During the 1980s, Rusty co-established a country-rock group known as The Boys Band. The band released its debut album which was self-titled in 1982. The album featured the single “Don’t Stop Me Baby (I’m on Fire),” which made it to the Billboard Hot 100. Despite the band’s dissolution two years later, Rusty continued to find success as a songwriter, earning a gold record for his contribution to The Oak Ridge Boys’ “Bobbie Sue” album.

Rusty’s musical journey evolved as he formed Golden Speer with Marc Speer, and later included his brother Chris in the group. Rusty and Chris established The Goldens, a duo that released several hits including “Put Us Together Again” and “Sorry Girls.” Their 1990 album, “Rush for Gold,” received critical acclaim and produced three singles that charted: “Take Me Back to the Country,” “Keep the Faith,” and “Long Gone.”

In 2020, a family band was formed by Rusty, Chris, and their father William Lee Golden called William Lee Golden and The Goldens. The group spanned three generations, with Rusty’s brother Craig, two nieces, and a nephew becoming part of the band. They released three albums: “Country Roads: Vintage Country Classics,” “Old Country Church Gospel,” and “Southern Accents: Pop & Country Rock.”

Reflecting on his son’s passing, 85-year-old William Lee Golden expressed his sorrow in a statement to Entertainment Weekly, stating that a son’s loss was the most challenging thing a father could face. He reiterated his deep love for Rusty and his family.

Rusty Golden was renowned for his versatility and talent across different genres, including country and gospel music. His contributions to the music industry were widely acknowledged, and his songwriting and live performances were highly respected by his peers.

In his later years, Rusty faced health issues, including a quadruple bypass surgery, which shifted his focus more toward gospel music. Despite these hurdles, he continued to write, perform, and record music, showcasing his persistent passion for his craft.

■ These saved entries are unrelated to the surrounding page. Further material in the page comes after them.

use std::net::SocketAddr;
use std::sync::Arc;

use chrono::{Days, Local, NaiveDate};
use ::common::config::StorageAppConfig;
use ::common::storage::FilesystemBlobStore;
use reqwest::Client;
use sea_orm::DatabaseConnection;
use serde_json::{Value, json};
use tempfile::TempDir;

use larder::config::{
    AppConfig, CorsConfig, DatabaseConfig, InventoryConfig, ServerConfig, VisionConfig,
};
use larder::state::AppState;

pub mod routes {
    pub const BATCHES: &str = "/api/v1/batches";
    pub const BATCHES_BULK: &str = "/api/v1/batches/bulk";
    pub const BATCHES_EXPIRING: &str = "/api/v1/batches/expiring";
    pub const EVENTS: &str = "/api/v1/events";
    pub const ITEMS: &str = "/api/v1/items";
    pub const RECIPES: &str = "/api/v1/recipes";
    pub const RECIPES_FEASIBLE: &str = "/api/v1/recipes/feasible";
    pub const DASHBOARD: &str = "/api/v1/dashboard/summary";
    pub const IMAGES: &str = "/api/v1/images";
    pub const PROVIDERS: &str = "/api/v1/providers";
    pub const DETECTIONS: &str = "/api/v1/detections";

    pub fn batch(id: i32) -> String {
        format!("/api/v1/batches/{id}")
    }

    pub fn batch_consume(id: i32) -> String {
        format!("/api/v1/batches/{id}/consume")
    }

    pub fn batch_discard(id: i32) -> String {
        format!("/api/v1/batches/{id}/discard")
    }

    pub fn batch_events(id: i32) -> String {
        format!("/api/v1/batches/{id}/events")
    }

    pub fn image(id: &str) -> String {
        format!("/api/v1/images/{id}")
    }

    pub fn image_content(id: &str) -> String {
        format!("/api/v1/images/{id}/content")
    }
}

/// A running test server backed by a scratch SQLite file.
pub struct TestApp {
    pub addr: SocketAddr,
    pub client: Client,
    pub db: DatabaseConnection,
    _dir: TempDir,
}

/// Parsed HTTP response for test assertions.
pub struct TestResponse {
    pub status: u16,
    /// Raw response body as text.
    pub text: String,
    /// Parsed JSON body, or `Null` if the response is not valid JSON.
    pub body: Value,
    pub bytes_len: usize,
    pub content_type: Option<String>,
}

impl TestApp {
    pub async fn spawn() -> Self {
        Self::spawn_with(|_| {}).await
    }

    /// Spawn with a config tweak applied before the state is built.
    pub async fn spawn_with(tweak: impl FnOnce(&mut AppConfig)) -> Self {
        let dir = tempfile::tempdir().expect("Failed to create temp dir");
        let db_url = format!("sqlite://{}/test.db?mode=rwc", dir.path().display());

        let mut app_config = AppConfig {
            server: ServerConfig {
                host: "127.0.0.1".to_string(),
                port: 0,
                cors: CorsConfig {
                    allow_origins: vec![],
                    max_age: 3600,
                },
            },
            database: DatabaseConfig {
                url: db_url,
                max_connections: 1,
                connect_timeout_secs: 8,
            },
            storage: StorageAppConfig {
                blob_dir: dir.path().join("blobs"),
                max_blob_size: 1024 * 1024,
            },
            inventory: InventoryConfig::default(),
            vision: VisionConfig::default(),
        };
        tweak(&mut app_config);

        let db = larder::database::init_db(&app_config.database)
            .await
            .expect("Failed to initialize test database");
        larder::seed::seed_catalog(&db)
            .await
            .expect("Failed to seed test database");
        larder::seed::ensure_indexes(&db)
            .await
            .expect("Failed to create indexes");

        let blob_store = FilesystemBlobStore::new(
            &app_config.storage.blob_dir,
            app_config.storage.max_blob_size,
        )
        .await
        .expect("Failed to create blob store");

        let state = AppState::new(db.clone(), app_config, Arc::new(blob_store));
        let app = larder::build_router(state);

        let listener = tokio::net::TcpListener::bind("127.0.0.1:0")
            .await
            .expect("Failed to bind to random port");
        let addr = listener.local_addr().unwrap();

        tokio::spawn(async move {
            axum::serve(listener, app).await.unwrap();
        });

        Self {
            addr,
            client: Client::new(),
            db,
            _dir: dir,
        }
    }

    fn url(&self, path: &str) -> String {
        format!("http://{}{}", self.addr, path)
    }

    pub async fn post(&self, path: &str, body: &Value) -> TestResponse {
        let res = self
            .client
            .post(self.url(path))
            .json(body)
            .send()
            .await
            .expect("Failed to send POST request");

        TestResponse::from_response(res).await
    }

    pub async fn get(&self, path: &str) -> TestResponse {
        let res = self
            .client
            .get(self.url(path))
            .send()
            .await
            .expect("Failed to send GET request");

        TestResponse::from_response(res).await
    }

    pub async fn patch(&self, path: &str, body: &Value) -> TestResponse {
        let res = self
            .client
            .patch(self.url(path))
            .json(body)
            .send()
            .await
            .expect("Failed to send PATCH request");

        TestResponse::from_response(res).await
    }

    pub async fn upload(&self, file_name: &str, mime: &str, bytes: Vec<u8>) -> TestResponse {
        let part = reqwest::multipart::Part::bytes(bytes)
            .file_name(file_name.to_string())
            .mime_str(mime)
            .expect("Failed to set MIME type");
        let form = reqwest::multipart::Form::new().part("file", part);

        let res = self
            .client
            .post(self.url(routes::IMAGES))
            .multipart(form)
            .send()
            .await
            .expect("Failed to send multipart upload request");

        TestResponse::from_response(res).await
    }

    /// Upload a small PNG-named image and return its id.
    pub async fn upload_image(&self, bytes: &[u8]) -> String {
        let res = self.upload("fridge.png", "image/png", bytes.to_vec()).await;
        assert_eq!(res.status, 201, "upload failed: {}", res.text);
        res.body["id"].as_str().unwrap().to_string()
    }

    /// Create a batch by item name and return its `id`.
    pub async fn create_batch(&self, item_name: &str, quantity: f64) -> i32 {
        let res = self
            .post(
                routes::BATCHES,
                &json!({ "item_name": item_name, "quantity": quantity }),
            )
            .await;
        assert_eq!(res.status, 201, "create_batch failed: {}", res.text);
        res.id()
    }

    /// Create a batch expiring `offset` days from today.
    pub async fn create_batch_expiring(&self, item_name: &str, offset: i64) -> i32 {
        let res = self
            .post(
                routes::BATCHES,
                &json!({
                    "item_name": item_name,
                    "quantity": 1,
                    "expire_date": days_from_today(offset),
                }),
            )
            .await;
        assert_eq!(res.status, 201, "create_batch failed: {}", res.text);
        res.id()
    }

    pub async fn consume(&self, id: i32, quantity: f64) -> TestResponse {
        self.post(&routes::batch_consume(id), &json!({ "quantity": quantity }))
            .await
    }

    /// Signed deltas of a batch's events, oldest first.
    pub async fn event_deltas(&self, id: i32) -> Vec<f64> {
        let res = self.get(&routes::batch_events(id)).await;
        assert_eq!(res.status, 200, "list events failed: {}", res.text);
        res.body
            .as_array()
            .unwrap()
            .iter()
            .map(|e| e["delta_quantity"].as_f64().unwrap())
            .collect()
    }
}

pub fn days_from_today(offset: i64) -> NaiveDate {
    let today = Local::now().date_naive();
    if offset >= 0 {
        today + Days::new(offset as u64)
    } else {
        today - Days::new(offset.unsigned_abs())
    }
}

impl TestResponse {
    pub async fn from_response(res: reqwest::Response) -> Self {
        let status = res.status().as_u16();
        let content_type = res
            .headers()
            .get(reqwest::header::CONTENT_TYPE)
            .and_then(|v| v.to_str().ok())
            .map(str::to_string);
        let bytes = res.bytes().await.unwrap_or_default();
        let text = String::from_utf8_lossy(&bytes).into_owned();
        let body = serde_json::from_str(&text).unwrap_or(Value::Null);
        Self {
            status,
            text,
            body,
            bytes_len: bytes.len(),
            content_type,
        }
    }

    pub fn id(&self) -> i32 {
        self.body["id"]
            .as_i64()
            .expect("response body should contain 'id'") as i32
    }

    pub fn code(&self) -> &str {
        self.body["code"].as_str().unwrap_or_default()
    }
}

Rusty is survived by his father, William Lee Golden, brothers Craig Golden, Chris Golden, and Solomon Golden, along with numerous nieces, nephews, and extended family members. The Golden family has requested privacy as they grieve the loss of a loved family member and commemorate his legacy.

Rusty’s influence on the music community went beyond his immediate family. He was known for his affable personality and his ability to connect with audiences through his performances and songwriting.